Por outro lado, a proposta da sede configuraria uma saída para a itinerância, que acabava por constituir um ônus pessoal muito alto para os membros do grupo. Nos primeiros tempos, a itinerância correspondera plenamente a um impulso de militância que, no final da década de 1970, começava a sofrer as influências da mudança política que se processaria a partir do governo Geisel, com o aceno da abertura no final do túnel. Sem ser exatamente uma coincidência, a fase de estabilização em um local-sede, salvo algumas exceções, configurou um último esforço de sobrevivência do grupo.

Ao entrar a década de 1980, a grande maioria dos grupos se havia dissolvido. Os motivos que determinaram o fim dessas experiência não diferem muito entre si. Primeiro, a questão financeira pesou em praticamente todos os casos, sendo a principal responsável pelo abandono do projeto de casa de cultura. Por outro lado, com a abertura política, os próprios projetos foram colocados em xeque, denunciando sua natureza circunstancial, isto é, seu caráter de resposta a um determinado contexto político (o recrudescimento da ditadura militar). O processo de transformação dos grupos coincidiu com as alterações que se foram processando na sociedade: o crescimento dos movimentos populares organizados e, posteriormente, junto com a reforma partidária, o (re)fortalecimento dos sindicatos e organizações de classe.

Essa correção geral de rumos se refletiu no interior dos próprios grupos. Muitos participantes abandonaram o militância cultural para uma militância mais diretamente político-partidária. Muitos não conseguiram realizar uma leitura clara do novo contexto e sucumbiram diante da dificuldade de adaptação. Outros, no sentido inverso do primeiro, reintegraram-se ao teatro profissional e seguiram suas carreiras de atores ou diretores.

Com exceção do grupo União e Olho Vivo, que adquiriu uma sede própria e continua se apresentando, principalmente em eventos de natureza solidária (campanhas contra a fome e contra a pena de morte, por exemplo), já não existem praticamente grupos com essas características e os que sobrevivem a duras penas na periferia reassumiram seu caráter de teatro diletante (amador).

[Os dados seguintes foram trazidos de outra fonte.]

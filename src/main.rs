use std::process::ExitCode;

use clap::{Parser, Subcommand};
use dotenvy::dotenv;
use indicatif::ProgressBar;
use tracing::{error, info};
use tracing_subscriber::{layer::SubscriberExt, util::SubscriberInitExt};
use transmission_framing::{
    Result, TransmissionModel, account, compare_models, crossover_bytes, protocols::protocols_for,
    sweep::sweep,
};

#[derive(Parser)]
#[command(name = "transmission-framing")]
#[command(about = "Compare asynchronous and synchronous transmission framing overhead")]
struct Cli {
    #[command(subcommand)]
    command: Commands,
}

#[derive(Subcommand)]
enum Commands {
    /// Account a payload under one framing model
    Account {
        /// Payload size in bytes
        #[arg(short, long)]
        bytes: u64,
        /// Framing model
        #[arg(short, long, value_enum)]
        model: TransmissionModel,
    },
    /// Compare both framing models for one payload
    Compare {
        /// Payload size in bytes
        #[arg(short, long)]
        bytes: u64,
    },
    /// Compare both models over a range of payload sizes
    Sweep {
        /// Smallest payload size in bytes
        #[arg(long, default_value = "1")]
        from: u64,
        /// Largest payload size in bytes
        #[arg(long, default_value = "32")]
        to: u64,
    },
    /// List common protocols by framing model
    Protocols {
        /// Only list protocols using this model
        #[arg(short, long, value_enum)]
        model: Option<TransmissionModel>,
    },
}

fn main() -> ExitCode {
    dotenv().ok();

    tracing_subscriber::registry()
        .with(
            tracing_subscriber::EnvFilter::try_from_default_env()
                .unwrap_or_else(|_| format!("{}=error", env!("CARGO_CRATE_NAME")).into()),
        )
        .with(tracing_subscriber::fmt::layer())
        .init();

    match run(Cli::parse().command) {
        Ok(()) => ExitCode::SUCCESS,
        Err(e) => {
            error!(error = %e, "Calculation failed");
            eprintln!("error: {e}");
            ExitCode::FAILURE
        }
    }
}

fn run(command: Commands) -> Result<()> {
    match command {
        Commands::Account { bytes, model } => {
            let accounting = account(model, bytes)?;
            println!("{accounting}");
            println!("  Overhead:      {:.1}%", accounting.overhead_percent());
        }
        Commands::Compare { bytes } => {
            println!("{}", compare_models(bytes)?);
        }
        Commands::Sweep { from, to } => {
            info!(from, to, "Sweeping payload sizes");

            let result = sweep(from..=to, &ProgressBar::new(0))?;

            println!("{:>8} {:>8} {:>8} {:>8}", "bytes", "async%", "sync%", "delta");
            for c in result.comparisons() {
                println!(
                    "{:>8} {:>8.1} {:>8.1} {:>+8.1}",
                    c.num_bytes,
                    c.asynchronous.efficiency_percent(),
                    c.synchronous.efficiency_percent(),
                    c.efficiency_delta_percent
                );
            }

            match result.crossover() {
                Some(n) => println!("\nSynchronous framing pays off from {n} bytes"),
                None => println!(
                    "\nAsynchronous framing wins across the range (crossover at {} bytes)",
                    crossover_bytes()
                ),
            }
        }
        Commands::Protocols { model } => {
            let models = match model {
                Some(model) => vec![model],
                None => TransmissionModel::ALL.to_vec(),
            };

            for model in models {
                println!("{model} protocols:");
                for p in protocols_for(model) {
                    println!("  • {:12} - {}", p.name, p.usage);
                }
            }
        }
    }

    Ok(())
}
use thiserror::Error;

/// Errors raised by the framing calculator.
#[derive(Error, Debug, Clone, PartialEq, Eq)]
pub enum FramingError {
    /// Both data and overhead bits are zero.
    #[error("cannot compute efficiency of a zero-bit transmission")]
    ZeroTotalBits,

    /// A zero-byte payload was passed to an accounting function.
    #[error("payload must be at least one byte")]
    EmptyPayload,

    /// Bit count does not fit in a `u64`.
    #[error("bit count overflows for a {0}-byte payload")]
    Overflow(u64),

    /// Sweep range contains no byte counts.
    #[error("sweep range {start}..={end} is empty")]
    EmptyRange {
        /// First byte count requested
        start: u64,
        /// Last byte count requested
        end: u64,
    },
}

/// Result alias over [`FramingError`].
pub type Result<T> = std::result::Result<T, FramingError>;
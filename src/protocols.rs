use crate::framing::TransmissionModel;

/// A real-world protocol and the framing model it uses.
#[derive(Clone, Copy, Debug, PartialEq, Eq)]
pub struct Protocol {
    /// Protocol name
    pub name: &'static str,
    /// Typical use
    pub usage: &'static str,
    /// Framing model
    pub model: TransmissionModel,
}

const fn protocol(name: &'static str, usage: &'static str, model: TransmissionModel) -> Protocol {
    Protocol { name, usage, model }
}

/// Common serial and bus protocols, grouped by framing model.
pub static PROTOCOLS: &[Protocol] = &[
    protocol("UART/RS-232", "Serial communication, modems", TransmissionModel::Asynchronous),
    protocol("RS-485", "Industrial control systems", TransmissionModel::Asynchronous),
    protocol("MIDI", "Musical instrument digital interface", TransmissionModel::Asynchronous),
    protocol("SPI", "High-speed peripheral communication", TransmissionModel::Synchronous),
    protocol("I2C", "Inter-chip communication", TransmissionModel::Synchronous),
    protocol("USB", "Universal Serial Bus", TransmissionModel::Synchronous),
    protocol("Ethernet", "Network communication", TransmissionModel::Synchronous),
    protocol("SATA", "Storage device interface", TransmissionModel::Synchronous),
];

/// Protocols using `model`, in catalog order.
pub fn protocols_for(model: TransmissionModel) -> impl Iterator<Item = &'static Protocol> {
    PROTOCOLS.iter().filter(move |p| p.model == model)
}

#[cfg(test)]
mod tests {
    use super::*;

    #[test_log::test]
    fn test_protocols_for() {
        let asynchronous: Vec<_> = protocols_for(TransmissionModel::Asynchronous)
            .map(|p| p.name)
            .collect();
        assert_eq!(asynchronous, ["UART/RS-232", "RS-485", "MIDI"]);

        let synchronous: Vec<_> = protocols_for(TransmissionModel::Synchronous)
            .map(|p| p.name)
            .collect();
        assert_eq!(synchronous, ["SPI", "I2C", "USB", "Ethernet", "SATA"]);
    }
}
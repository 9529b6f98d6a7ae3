//! Parallel comparison over a range of payload sizes.

use std::ops::RangeInclusive;

use indicatif::ProgressBar;
use rayon::prelude::*;
use tracing::debug;

use crate::{
    error::{FramingError, Result},
    framing::{ModelComparison, compare_models},
};

/// Model comparisons ordered by payload size.
#[derive(Clone, Debug, PartialEq)]
pub struct Sweep {
    comparisons: Vec<ModelComparison>,
}

impl Sweep {
    /// All comparisons, smallest payload first.
    pub fn comparisons(&self) -> &[ModelComparison] {
        &self.comparisons
    }

    /// First swept payload where synchronous framing is at least as
    /// efficient as asynchronous framing.
    pub fn crossover(&self) -> Option<u64> {
        self.comparisons
            .iter()
            .find(|c| c.efficiency_delta_percent >= 0.0)
            .map(|c| c.num_bytes)
    }
}

/// Compares both models for every payload size in `range`.
///
/// `progress` is ticked once per payload size; pass
/// [`ProgressBar::hidden`] to run silently.
pub fn sweep(range: RangeInclusive<u64>, progress: &ProgressBar) -> Result<Sweep> {
    let (start, end) = (*range.start(), *range.end());

    if range.is_empty() {
        return Err(FramingError::EmptyRange { start, end });
    }
    if start == 0 {
        return Err(FramingError::EmptyPayload);
    }

    progress.set_length(end - start + 1);

    let comparisons = range
        .into_par_iter()
        .map(|num_bytes| {
            let comparison = compare_models(num_bytes);
            progress.inc(1);
            comparison
        })
        .collect::<Result<Vec<_>>>()?;

    progress.finish_and_clear();
    debug!(start, end, "Sweep finished");

    Ok(Sweep { comparisons })
}

#[cfg(test)]
mod tests {
    use super::*;
    use crate::framing::{TransmissionModel, crossover_bytes};

    #[test_log::test]
    fn test_sweep_ordered_with_crossover() {
        let result = sweep(1..=64, &ProgressBar::hidden()).unwrap();

        let sizes: Vec<_> = result.comparisons().iter().map(|c| c.num_bytes).collect();
        assert_eq!(sizes, (1..=64).collect::<Vec<_>>());
        assert_eq!(result.crossover(), Some(crossover_bytes()));

        for comparison in result.comparisons() {
            assert_eq!(*comparison, compare_models(comparison.num_bytes).unwrap());
        }
    }

    #[test_log::test]
    fn test_sweep_below_crossover() {
        let result = sweep(1..=7, &ProgressBar::hidden()).unwrap();

        assert_eq!(result.crossover(), None);
        assert!(
            result
                .comparisons()
                .iter()
                .all(|c| c.more_efficient() == Some(TransmissionModel::Asynchronous))
        );
    }

    #[test_log::test]
    fn test_sweep_progress_length() {
        let progress = ProgressBar::hidden();
        sweep(10..=19, &progress).unwrap();

        assert_eq!(progress.length(), Some(10));
        assert_eq!(progress.position(), 10);
    }

    #[test_log::test]
    #[allow(clippy::reversed_empty_ranges)]
    fn test_sweep_invalid_ranges() {
        assert_eq!(
            sweep(5..=4, &ProgressBar::hidden()),
            Err(FramingError::EmptyRange { start: 5, end: 4 })
        );
        assert_eq!(
            sweep(0..=10, &ProgressBar::hidden()),
            Err(FramingError::EmptyPayload)
        );
    }
}
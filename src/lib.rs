//! Asynchronous vs synchronous transmission framing calculator

#![forbid(unsafe_code, unused_must_use)]
#![warn(clippy::all, missing_docs)]

/// Framing constants.
pub mod common;

/// Calculator errors.
pub mod error;

/// Overhead and efficiency accounting.
pub mod framing;

/// Real-world protocol catalog.
pub mod protocols;

/// Payload size sweeps.
pub mod sweep;

pub use error::{FramingError, Result};
pub use framing::{
    FrameAccounting, ModelComparison, TransmissionModel, account, account_asynchronous,
    account_synchronous, compare_models, compute_efficiency, crossover_bytes,
};
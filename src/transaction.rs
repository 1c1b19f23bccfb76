//! Transaction value object
//!
//! A transaction is built incrementally (inputs, outputs, signatures) and
//! then finalized exactly once, at which point its double-SHA-256 content
//! hash becomes its identity. Finalized transactions are immutable.

use crate::crypto;
use crate::types::{Address, Output, TxHash, UtxoId};
use serde::{Deserialize, Serialize};

/// A reference to an unspent output, plus the signature authorizing its
/// spend.
#[derive(Debug, Clone, PartialEq, Eq, Serialize, Deserialize)]
pub struct Input {
    pub prev_txid: TxHash,
    pub output_index: u32,
    pub signature: Vec<u8>,
}

impl Input {
    /// The unspent-output identifier this input claims.
    pub fn utxo_id(&self) -> UtxoId {
        UtxoId::new(self.prev_txid, self.output_index)
    }
}

/// An ordered list of inputs and outputs with a one-time content hash.
#[derive(Debug, Clone, PartialEq, Eq, Serialize, Deserialize)]
pub struct Transaction {
    inputs: Vec<Input>,
    outputs: Vec<Output>,
    hash: Option<TxHash>,
}

impl Transaction {
    /// Start an empty, unfinalized transaction.
    pub fn new() -> Self {
        Transaction {
            inputs: Vec::new(),
            outputs: Vec::new(),
            hash: None,
        }
    }

    /// Build a finalized coinbase: no inputs, one reward output.
    pub fn coinbase(value: i64, address: Address) -> Self {
        let mut tx = Transaction::new();
        tx.add_output(value, address);
        tx.finalize();
        tx
    }

    /// Append an input claiming output `output_index` of `prev_txid`, with
    /// an empty signature slot.
    pub fn add_input(&mut self, prev_txid: TxHash, output_index: u32) {
        debug_assert!(self.hash.is_none(), "transaction already finalized");
        self.inputs.push(Input {
            prev_txid,
            output_index,
            signature: Vec::new(),
        });
    }

    /// Append an output of `value` owned by `address`.
    pub fn add_output(&mut self, value: i64, address: Address) {
        debug_assert!(self.hash.is_none(), "transaction already finalized");
        self.outputs.push(Output::new(value, address));
    }

    /// Attach the signature for input `index`.
    pub fn set_signature(&mut self, index: usize, signature: Vec<u8>) {
        debug_assert!(self.hash.is_none(), "transaction already finalized");
        self.inputs[index].signature = signature;
    }

    /// The canonical bytes input `index`'s signature must cover: that
    /// input's claimed outpoint plus every output. Signature fields are
    /// excluded by construction, so the payload is stable before and after
    /// signing.
    pub fn signing_payload(&self, index: usize) -> Vec<u8> {
        let input = &self.inputs[index];
        let mut buf = Vec::new();
        buf.extend_from_slice(input.prev_txid.as_bytes());
        buf.extend_from_slice(&input.output_index.to_le_bytes());
        push_outputs(&mut buf, &self.outputs);
        buf
    }

    /// Compute the content hash. The first call fixes the hash as this
    /// transaction's identity; later calls are no-ops.
    pub fn finalize(&mut self) {
        if self.hash.is_none() {
            self.hash = Some(TxHash(crypto::digest(&self.content_bytes())));
        }
    }

    pub fn is_finalized(&self) -> bool {
        self.hash.is_some()
    }

    /// Identity of a finalized transaction.
    pub fn hash(&self) -> TxHash {
        self.hash.expect("transaction not finalized")
    }

    pub fn inputs(&self) -> &[Input] {
        &self.inputs
    }

    pub fn outputs(&self) -> &[Output] {
        &self.outputs
    }

    /// Canonical serialization the content hash commits to: every input
    /// including its signature, then every output.
    fn content_bytes(&self) -> Vec<u8> {
        let mut buf = Vec::new();
        for input in &self.inputs {
            buf.extend_from_slice(input.prev_txid.as_bytes());
            buf.extend_from_slice(&input.output_index.to_le_bytes());
            buf.extend_from_slice(&(input.signature.len() as u32).to_le_bytes());
            buf.extend_from_slice(&input.signature);
        }
        push_outputs(&mut buf, &self.outputs);
        buf
    }
}

impl Default for Transaction {
    fn default() -> Self {
        Transaction::new()
    }
}

fn push_outputs(buf: &mut Vec<u8>, outputs: &[Output]) {
    for output in outputs {
        buf.extend_from_slice(&output.value.to_le_bytes());
        buf.extend_from_slice(output.address.as_bytes());
    }
}
//! Unspent-output ledger snapshot
//!
//! A passive store mapping [`UtxoId`] to its [`Output`]. No validation
//! lives here; the validator and chain manager decide what goes in and
//! out. `Clone` produces an independent snapshot: mutating the copy never
//! shows through the source.

use crate::types::{Output, UtxoId};
use std::collections::HashMap;

#[derive(Debug, Clone, Default)]
pub struct LedgerSnapshot {
    entries: HashMap<UtxoId, Output>,
}

impl LedgerSnapshot {
    pub fn new() -> Self {
        LedgerSnapshot {
            entries: HashMap::new(),
        }
    }

    pub fn contains(&self, id: &UtxoId) -> bool {
        self.entries.contains_key(id)
    }

    pub fn get(&self, id: &UtxoId) -> Option<&Output> {
        self.entries.get(id)
    }

    /// Record `output` as unspent under `id`, replacing any previous entry.
    pub fn put(&mut self, id: UtxoId, output: Output) {
        self.entries.insert(id, output);
    }

    /// Remove the entry for `id`, returning it if present.
    pub fn remove(&mut self, id: &UtxoId) -> Option<Output> {
        self.entries.remove(id)
    }

    /// All entries, in no particular order.
    pub fn iter(&self) -> impl Iterator<Item = (&UtxoId, &Output)> {
        self.entries.iter()
    }

    pub fn len(&self) -> usize {
        self.entries.len()
    }

    pub fn is_empty(&self) -> bool {
        self.entries.is_empty()
    }
}
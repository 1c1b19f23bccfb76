//! Cryptographic capabilities: content hashing and signature verification
//!
//! The ledger engine treats both as fast, synchronous primitives. Hashing
//! is double SHA-256 over a canonical serialization; signatures are
//! DER-encoded ECDSA over secp256k1, verified under the owning output's
//! address (a compressed public key). Malformed keys or signatures simply
//! fail verification; they are never surfaced as errors.

use crate::types::Address;
use bitcoin_hashes::{sha256d, Hash as _, HashEngine};
use secp256k1::ecdsa::Signature;
use secp256k1::{Message, PublicKey, Secp256k1};
pub use secp256k1::SecretKey;
use sha2::{Digest, Sha256};

/// Double SHA-256 over `bytes`.
pub fn digest(bytes: &[u8]) -> [u8; 32] {
    let mut engine = sha256d::Hash::engine();
    engine.input(bytes);
    sha256d::Hash::from_engine(engine).into_inner()
}

/// Verify a DER signature over `message` under `address`.
///
/// Returns false for unparsable addresses or signatures as well as for
/// honest verification failures.
pub fn verify(address: &Address, message: &[u8], signature: &[u8]) -> bool {
    let pubkey = match PublicKey::from_slice(address.as_bytes()) {
        Ok(pk) => pk,
        Err(_) => return false,
    };

    let signature = match Signature::from_der(signature) {
        Ok(sig) => sig,
        Err(_) => return false,
    };

    let digest = Sha256::digest(message);
    let message = match Message::from_digest_slice(&digest) {
        Ok(msg) => msg,
        Err(_) => return false,
    };

    let secp = Secp256k1::verification_only();
    secp.verify_ecdsa(&message, &signature, &pubkey).is_ok()
}

/// Produce a DER signature over `message` with `secret`.
///
/// Counterpart of [`verify`]; used by block assemblers and tests. The core
/// validation path never signs.
pub fn sign(secret: &SecretKey, message: &[u8]) -> Vec<u8> {
    let secp = Secp256k1::signing_only();
    let digest = Sha256::digest(message);
    let message = Message::from_digest_slice(&digest).expect("sha256 digest is 32 bytes");
    secp.sign_ecdsa(&message, secret).serialize_der().to_vec()
}

/// Derive a deterministic keypair from a 32-byte seed.
///
/// The seed must be a valid secp256k1 scalar (any low, non-zero byte
/// pattern works).
pub fn keypair(seed: &[u8; 32]) -> (SecretKey, Address) {
    let secp = Secp256k1::signing_only();
    let secret = SecretKey::from_slice(seed).expect("seed is not a valid secp256k1 scalar");
    let address = Address(PublicKey::from_secret_key(&secp, &secret).serialize());
    (secret, address)
}
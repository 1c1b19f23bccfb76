//! # utxo-ledger
//!
//! A minimal ledger-validation and fork-choice engine over unspent
//! transaction outputs.
//!
//! Given an unordered batch of proposed transactions, the engine decides
//! which subset is mutually consistent with a ledger snapshot; given a
//! tree of candidate blocks, it decides which one extends the canonical
//! chain.
//!
//! ## Architecture
//!
//! - [`LedgerSnapshot`]: passive UTXO store, deep-copyable.
//! - [`TxValidator`]: validates single transactions and greedily selects
//!   a maximal conflict-free ordered subset from a candidate batch.
//! - [`BlockNode`]: an admitted block bound to its parent, derived height
//!   and resulting snapshot.
//! - [`ChainManager`]: the block forest, longest-chain fork choice with
//!   incumbent-wins ties, the pending-transaction pool and an eager
//!   retention window.
//!
//! ## Design principles
//!
//! 1. **Invalidity is data**: rejected transactions and blocks come back
//!    as typed reasons, never as panics.
//! 2. **All-or-nothing admission**: a block with one bad transaction
//!    leaves the forest untouched.
//! 3. **Bounded memory**: nodes outside the retention window are evicted
//!    as soon as the best pointer moves.
//! 4. **Exact version pinning** for the cryptographic dependencies.
//!
//! ## Usage
//!
//! ```rust
//! use utxo_ledger::{Block, ChainManager, Transaction, crypto};
//!
//! let (_, miner) = crypto::keypair(&[1u8; 32]);
//! let mut genesis = Block::genesis(Transaction::coinbase(25, miner));
//! genesis.finalize();
//!
//! let chain = ChainManager::new(genesis);
//! assert_eq!(chain.best_height(), 1);
//! assert_eq!(chain.best_snapshot().len(), 1);
//! ```

pub mod block;
pub mod chain;
pub mod constants;
pub mod crypto;
pub mod error;
pub mod ledger;
pub mod transaction;
pub mod types;
pub mod validator;

// Re-export the working surface
pub use block::Block;
pub use chain::{BlockNode, ChainManager};
pub use constants::{COINBASE_REWARD, DEFAULT_CUTOFF_AGE};
pub use error::{BlockReject, TxReject};
pub use ledger::LedgerSnapshot;
pub use transaction::{Input, Transaction};
pub use types::{Address, BlockHash, Output, TxHash, UtxoId};
pub use validator::TxValidator;
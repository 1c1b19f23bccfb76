//! Ledger engine constants

/// Default retention window: how far below the best height a new block may
/// still attach, and how long losing forks are kept in memory.
pub const DEFAULT_CUTOFF_AGE: u64 = 10;

/// Block reward paid by a coinbase transaction.
pub const COINBASE_REWARD: i64 = 25;
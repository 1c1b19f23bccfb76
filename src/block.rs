//! Block value object
//!
//! A block binds a previous-block hash (absent only for genesis), one
//! distinguished coinbase transaction and an ordered list of ordinary
//! transactions. Like transactions, blocks are finalized exactly once and
//! the resulting hash is their identity.

use crate::crypto;
use crate::transaction::Transaction;
use crate::types::{BlockHash, HASH_LEN};
use serde::{Deserialize, Serialize};

#[derive(Debug, Clone, PartialEq, Eq, Serialize, Deserialize)]
pub struct Block {
    prev_hash: Option<BlockHash>,
    coinbase: Transaction,
    transactions: Vec<Transaction>,
    hash: Option<BlockHash>,
}

impl Block {
    /// Start a block extending `prev_hash`.
    pub fn new(prev_hash: BlockHash, coinbase: Transaction) -> Self {
        Self::build(Some(prev_hash), coinbase)
    }

    /// Start a genesis block (no previous hash).
    pub fn genesis(coinbase: Transaction) -> Self {
        Self::build(None, coinbase)
    }

    fn build(prev_hash: Option<BlockHash>, coinbase: Transaction) -> Self {
        debug_assert!(coinbase.is_finalized(), "coinbase must be finalized");
        debug_assert!(coinbase.inputs().is_empty(), "coinbase takes no inputs");
        Block {
            prev_hash,
            coinbase,
            transactions: Vec::new(),
            hash: None,
        }
    }

    /// Append a finalized ordinary transaction.
    pub fn add_transaction(&mut self, tx: Transaction) {
        debug_assert!(self.hash.is_none(), "block already finalized");
        debug_assert!(tx.is_finalized(), "transactions must be finalized");
        self.transactions.push(tx);
    }

    /// Compute the content hash over the previous hash, the coinbase and
    /// every transaction identity. First call wins; later calls are no-ops.
    pub fn finalize(&mut self) {
        if self.hash.is_some() {
            return;
        }
        let mut buf = Vec::new();
        match self.prev_hash {
            Some(prev) => buf.extend_from_slice(prev.as_bytes()),
            None => buf.extend_from_slice(&[0u8; HASH_LEN]),
        }
        buf.extend_from_slice(self.coinbase.hash().as_bytes());
        for tx in &self.transactions {
            buf.extend_from_slice(tx.hash().as_bytes());
        }
        self.hash = Some(BlockHash(crypto::digest(&buf)));
    }

    pub fn is_finalized(&self) -> bool {
        self.hash.is_some()
    }

    /// Identity of a finalized block.
    pub fn hash(&self) -> BlockHash {
        self.hash.expect("block not finalized")
    }

    pub fn prev_hash(&self) -> Option<BlockHash> {
        self.prev_hash
    }

    pub fn coinbase(&self) -> &Transaction {
        &self.coinbase
    }

    pub fn transactions(&self) -> &[Transaction] {
        &self.transactions
    }
}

Por outro lado, vemos atualmente ressurgir o movimento de teatro universitário e uma nova modalidade de produção artística, que poderíamos chamar de «teatro comunitário»: um trabalho realizado no seio de uma comunidade (bairro, quadra, casa de cultura municipal), envolvendo-a como um todo, com uma orientação mais próxima de uma proposta pedagógica de arte-na-educação do que qualquer intenção político-militante.